This coffee arrived via airfreight late September and this is our first offering of the new crop. Abu Coffee Plantations has been a rising star in the stellar universe of Panama's high end coffee scene, the Geisha capital of the coffee world today. This means that Abu has not yet risen to the very lofty price levels that have been attained by some of the more noted names in Boquete and Volcan Panama, the two growing areas surrounding the Baru volcano: Hacienda Esmeralda, Elida Estate (world record price for both scores and price), Kotowa, Auromar and others. That said, the coffee is fairly valued only by comparison, especially for the level of quality. The farm is run by Jose Luttrell, who has been until recent years, a working engineer who has turned his attention to the family farm and the lure of growing and selling Geisha, in particular. We met Jose a couple of years ago, tried his coffee and were impressed by it. Being new on the scene, he met with some difficulties learning the ropes regarding export, all of which has since been resolved. In the interim, the coffee has only gotten better and we are pleased to be able to offer both washed and natural varieties this year.

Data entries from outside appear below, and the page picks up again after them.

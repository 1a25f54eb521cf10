//! Catalog: global bookkeeping across a [`Model`]'s parts.
//!
//! Tracks part name → index, the model-wide numeric backend choice, and the
//! "specials" injected during digest stage 3 (`$connect, $index, $init, $n,
//! $t, $t', $type`). Digest stages consult the catalog instead of doing
//! linear scans over `model.parts` by name.

use crate::ast::Model;
use std::collections::HashMap;

/// Names of the language specials injected by digest stage 3.
pub const SPECIALS: &[&str] = &["$connect", "$index", "$init", "$n", "$t", "$t'", "$type"];

/// Global registry built once per [`Model`] before digest begins.
#[derive(Debug, Clone, Default)]
pub struct Catalog {
    /// Part name → index in `model.parts`. Names need not be unique across
    /// the whole model (two sibling compartments nested under different
    /// containers may share a name) so this maps to the *first* match;
    /// digest's resolve stage disambiguates using the reference's container
    /// chain rather than this table alone.
    by_name: HashMap<String, usize>,
}

impl Catalog {
    pub fn build(model: &Model) -> Self {
        let mut by_name = HashMap::new();
        for (idx, part) in model.parts.iter().enumerate() {
            by_name.entry(part.name.clone()).or_insert(idx);
        }
        Catalog { by_name }
    }

    pub fn find_part(&self, name: &str) -> Option<usize> {
        self.by_name.get(name).copied()
    }

    pub fn register(&mut self, name: impl Into<String>, idx: usize) {
        self.by_name.entry(name.into()).or_insert(idx);
    }
}

#[cfg(test)]
mod tests {
    use super::*;
    use crate::ast::EquationSet;

    #[test]
    fn catalog_finds_parts_by_name() {
        let mut model = Model::new(EquationSet::new("Root"));
        let child = model.add_part(model.root, EquationSet::new("Leaf"));
        let catalog = Catalog::build(&model);
        assert_eq!(catalog.find_part("Leaf"), Some(child));
        assert_eq!(catalog.find_part("Nope"), None);
    }
}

Just a few days ago the new Korean Barista champion Seun Baek Kim was the winner using a coffee from Abu. Jose's coffees are being used in other coffee competitions and they are steadily moving up in the ranks of the world's elite coffees.
This washed Geisha was picked at optimum ripeness, of course by hand. Harvesting is followed by an unusual 2 step process where the whole cherries are first fermented for 48 hours in a lightly covered tank. That is followed by removing the outer skin (depulping) and the fruit is then dry fermented for an additional 72 hours. Fruit pulp is then washed thoroughly in mountain spring water and then dried on raised beds for 15 days. This process resembles, at least in part, some double washed fermentation techniques practiced in parts of east and central Africa such as Burundi and Kenya.
Abu Coffee grows the Geisha varietal in the region of Canas Verdes, Boquete, in a humid and rainy microclimate typical of the tropical forest. Coffee trees are grown on the slopes of the Baru Volcano National park in fertile, volcanic soil rich with organic content and excellent drainage, which minimizes erosion. Average altitude is 1550 meters above sea level. The shade protecting the plantation is given by native trees that grow in harmony with abundant local flora and fauna, respecting the environment and biodiversity. Given its strategic geographic location, sunlight is a key element throughout the whole process. The plantation receives powerful solar radiation, interrupted in the mornings and sunsets by a soft tropical mist known locally as Bajareque and caressed by thick fog.
Harvest season begins in summer, approximately December and extends until March, months when the humidity drops, which combined with the natural shade and the Bajareque mist, achieves the perfect balance for the maturation process. As a result, the cherries develop fully and intensify the sugars in an optimal manner, enriching the flavor of the cup. The virgin rainforests protecting the farm help create a unique climate that gives the coffee a distinct body and personality, with intense, juicy flavor and aromatic floral notes.
The farm is named in honor the memory of Jose's granfather and his dream of achieving what he considered the best in a cup of coffee, a geisha raised with the highest standards of quality. Abu is short for abuelo (grandfather in Spanish), the nickname his grandchildren used to call him.
- Region: Boquete, Canas Verdes
- Farm: Abu Coffee
- Variety: Geisha
- Elevation: 1,550 meters
- Shade: 60% by native species of trees
- Soil: Volcanic
- Slope: South of Baru Volcan
- Processing Method: Washed
- Harvest Method: 100% handpicking
- Fermentation: 48 hours in whole cherry followed by 72 hours in pulp before being washed in mountain spring water
- Drying Method: 15 days on raised African beds
Cup characteristics: Very floral in nature. Aromas of lemon, orange blossom, lavender and cherry. Very delicate cup with full of flowers and citrus, bergamot, lavender, peach and lemongrass. A very sophisticated coffee.